The first section of this notebook explores the process of fetching coverage metadata from Rasdaman, and populated a "metadata catalog" for use in API request validation and coverage queries. The exploration here is limited to the coverages that are actually referenced in the API codebase.

The second section fetches coverage data in netCDF format, and shows the decoding behavior of `xarray` for different coverage data structures. Here we see how the ingest process may have downstream effects when using the coverage data in a programming context.

## 1. Fetching coverage metadata

### Set up functions to fetch relevant metadata

In [1]:
import requests
import json
import xml.etree.ElementTree as ET
import xarray as xr
import io
import os
import pandas as pd

In [2]:
def create_coverage_metadata_dict(ras_base_url):
    # get all coverage IDs in the rasdaman database
    get_capabilities_url = (
        f"{ras_base_url}/ows?&SERVICE=WCS&ACCEPTVERSIONS=2.1.0&REQUEST=GetCapabilities"
    )

    coverage_ids = {}

    with requests.get(get_capabilities_url) as response:
        if response.status_code == 200:
            # parse XML response to get list of coverage IDs from the nested XML
            root = ET.fromstring(response.text)
            for coverage_summary in root.findall(
                "{http://www.opengis.net/wcs/2.0}Contents/{http://www.opengis.net/wcs/2.0}CoverageSummary"
            ):
                coverage_id = coverage_summary.find(
                    "{http://www.opengis.net/wcs/2.0}CoverageId"
                ).text
                coverage_ids[coverage_id] = {}
        else:
            print(f"Failed to get capabilities: {response.status_code}")
            print(response.text)

    for coverage_id in coverage_ids:
        # get metadata for each coverage ID
        # print(f"Getting metadata for coverage ID: {coverage_id}")

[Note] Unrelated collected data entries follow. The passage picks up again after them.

use anyhow::{Context, Result};
use std::fs;
use std::path::PathBuf;

/// `$WHATIF_HOME`, or `~/.whatif`.
pub fn whatif_home() -> Result<PathBuf> {
    if let Ok(dir) = std::env::var("WHATIF_HOME") {
        if !dir.is_empty() {
            return Ok(PathBuf::from(dir));
        }
    }
    let home = std::env::var("HOME").context("HOME is not set")?;
    Ok(PathBuf::from(home).join(".whatif"))
}

pub fn ensure_whatif_home() -> Result<PathBuf> {
    let dir = whatif_home()?;
    fs::create_dir_all(&dir).with_context(|| format!("create {}", dir.display()))?;
    Ok(dir)
}
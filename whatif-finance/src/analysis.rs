//! Statement-level pipeline: resolve every transaction, evaluate every match.

use chrono::NaiveDate;
use serde::Serialize;
use tracing::info;
use whatif_core::{MatchResult, PerformanceRecord, Transaction, Unavailable};
use whatif_ingest::{ExtractionReport, ExtractionStats};

use crate::performance::PerformanceCalculator;
use crate::resolver::MerchantResolver;

#[derive(Debug, Clone, Serialize)]
pub struct UnavailableMatch {
    #[serde(rename = "match")]
    pub matched: MatchResult,
    pub reason: Unavailable,
}

#[derive(Debug, Clone, Default, Serialize)]
pub struct Analysis {
    pub stats: ExtractionStats,
    pub transactions: Vec<Transaction>,
    pub matches: Vec<MatchResult>,
    /// Transactions with no candidate company.
    pub unmatched: Vec<Transaction>,
    pub performance: Vec<PerformanceRecord>,
    pub unavailable: Vec<UnavailableMatch>,
}

/// Without a calculator (offline runs) matches are reported with no performance.
pub fn analyze(
    report: &ExtractionReport,
    resolver: &MerchantResolver,
    calculator: Option<&PerformanceCalculator<'_>>,
    today: NaiveDate,
) -> Analysis {
    let mut analysis = Analysis {
        stats: report.stats.clone(),
        transactions: report.transactions.clone(),
        ..Analysis::default()
    };

    for txn in &report.transactions {
        let matches = resolver.resolve_transaction(txn);
        if matches.is_empty() {
            analysis.unmatched.push(txn.clone());
            continue;
        }
        for m in matches {
            if let Some(calc) = calculator {
                match calc.evaluate(&m, today) {
                    Ok(rec) => analysis.performance.push(rec),
                    Err(reason) => analysis.unavailable.push(UnavailableMatch {
                        matched: m.clone(),
                        reason,
                    }),
                }
            }
            analysis.matches.push(m);
        }
    }

    info!(
        transactions = analysis.transactions.len(),
        matches = analysis.matches.len(),
        unmatched = analysis.unmatched.len(),
        evaluated = analysis.performance.len(),
        unavailable = analysis.unavailable.len(),
        "analysis complete"
    );
    analysis
}
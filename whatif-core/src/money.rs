//! Currencies that appear on statements and the exchanges we price against.

use rust_decimal::Decimal;
use serde::{Deserialize, Serialize};
use std::fmt;
use std::str::FromStr;

#[derive(Debug, Clone, Copy, PartialEq, Eq, Hash, Serialize, Deserialize)]
pub enum Currency {
    #[serde(rename = "ILS")]
    Ils,
    #[serde(rename = "USD")]
    Usd,
    #[serde(rename = "EUR")]
    Eur,
    #[serde(rename = "GBP")]
    Gbp,
}

impl Currency {
    pub const ALL: [Currency; 4] = [Currency::Ils, Currency::Usd, Currency::Eur, Currency::Gbp];

    pub fn symbol(&self) -> char {
        match self {
            Currency::Ils => '₪',
            Currency::Usd => '$',
            Currency::Eur => '€',
            Currency::Gbp => '£',
        }
    }

    pub fn code(&self) -> &'static str {
        match self {
            Currency::Ils => "ILS",
            Currency::Usd => "USD",
            Currency::Eur => "EUR",
            Currency::Gbp => "GBP",
        }
    }

    pub fn from_symbol(c: char) -> Option<Currency> {
        Currency::ALL.into_iter().find(|cur| cur.symbol() == c)
    }

    /// True if `c` is any statement currency symbol.
    pub fn is_symbol(c: char) -> bool {
        Currency::from_symbol(c).is_some()
    }
}

impl fmt::Display for Currency {
    fn fmt(&self, f: &mut fmt::Formatter<'_>) -> fmt::Result {
        write!(f, "{}", self.symbol())
    }
}

impl FromStr for Currency {
    type Err = String;

    /// Accepts an ISO code ("ILS", case-insensitive) or the bare symbol ("₪").
    fn from_str(s: &str) -> Result<Self, Self::Err> {
        let s = s.trim();
        let mut chars = s.chars();
        if let (Some(c), None) = (chars.next(), chars.next()) {
            if let Some(cur) = Currency::from_symbol(c) {
                return Ok(cur);
            }
        }
        Currency::ALL
            .into_iter()
            .find(|cur| cur.code().eq_ignore_ascii_case(s))
            .ok_or_else(|| format!("unknown currency: {s}"))
    }
}

/// An amount in a specific currency.
#[derive(Debug, Clone, Copy, PartialEq, Eq, Serialize, Deserialize)]
pub struct Money {
    pub amount: Decimal,
    pub currency: Currency,
}

impl Money {
    pub fn new(amount: Decimal, currency: Currency) -> Self {
        Self { amount, currency }
    }
}

impl fmt::Display for Money {
    fn fmt(&self, f: &mut fmt::Formatter<'_>) -> fmt::Result {
        write!(f, "{}{:.2}", self.currency.symbol(), self.amount)
    }
}

#[cfg(test)]
mod tests {
    use super::*;
    use rust_decimal_macros::dec;

    #[test]
    fn test_currency_from_symbol_and_code() {
        assert_eq!(Currency::from_symbol('₪'), Some(Currency::Ils));
        assert_eq!(Currency::from_symbol('x'), None);
        assert_eq!("usd".parse::<Currency>().unwrap(), Currency::Usd);
        assert_eq!("€".parse::<Currency>().unwrap(), Currency::Eur);
        assert!("XYZ".parse::<Currency>().is_err());
    }

    #[test]
    fn test_money_display() {
        let m = Money::new(dec!(45.9), Currency::Ils);
        assert_eq!(m.to_string(), "₪45.90");
    }

    #[test]
    fn test_currency_serde_uses_codes() {
        let json = serde_json::to_string(&Currency::Gbp).unwrap();
        assert_eq!(json, "\"GBP\"");
    }
}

        coverage_metadata = {}

        describe_coverage_url = f"{ras_base_url}/ows?&SERVICE=WCS&VERSION=2.1.0&REQUEST=DescribeCoverage&COVERAGEID={coverage_id}&outputType=GeneralGridCoverage"

        with requests.get(describe_coverage_url) as response:
            if response.status_code == 200:
                # parse XML response to get metadata for each coverage ID
                # we want axis labels & their ranges, the CRS, and the encodings dict

                root = ET.fromstring(response.text)
                for coverage_description in root.findall(
                    "{http://www.opengis.net/wcs/2.1/gml}CoverageDescription"
                ):

                    axis_info = {}
                    crs = ""
                    bands = []
                    range_types = []
                    encodings = []
                    file_refs = []

                    coverage_id = coverage_description.find(
                        "{http://www.opengis.net/wcs/2.0}CoverageId"
                    ).text

                    for envelope in coverage_description.findall(
                        "{http://www.opengis.net/cis/1.1/gml}Envelope"
                    ):
                        try:
                            crs = envelope.attrib["srsName"].split("crs/EPSG/0/")[1]
                        except:
                            crs = None

                        for axis_extent in envelope.findall(
                            "{http://www.opengis.net/cis/1.1/gml}AxisExtent"
                        ):
                            axis_info[axis_extent.attrib["axisLabel"]] = {
                                "lowerBound": axis_extent.attrib["lowerBound"],
                                "upperBound": axis_extent.attrib["upperBound"],
                            }

                    for metadata in coverage_description.findall(
                        "{http://www.opengis.net/cis/1.1/gml}Metadata"
                    ):
                        for cov_metadata in metadata.findall(
                            "{http://www.rasdaman.org}covMetadata"
                        ):
                            for slices in cov_metadata.findall(
                                "{http://www.rasdaman.org}slices"
                            ):
                                for slice in slices.findall(
                                    "{http://www.rasdaman.org}slice"
                                ):
                                    for encoding in slice.findall(
                                        "{http://www.rasdaman.org}Encoding"
                                    ):
                                        # drop any double quotes in the encoding string (sometimes entire value dict is wrapped in quotes)
                                        encoding.text = encoding.text.replace('"', "")
                                        # replace single quotes with double quotes to make it valid JSON
                                        encoding.text = encoding.text.replace("'", '"')
                                        # add to encodings list if not already there
                                        if encoding.text not in encodings:
                                            encodings.append(encoding.text)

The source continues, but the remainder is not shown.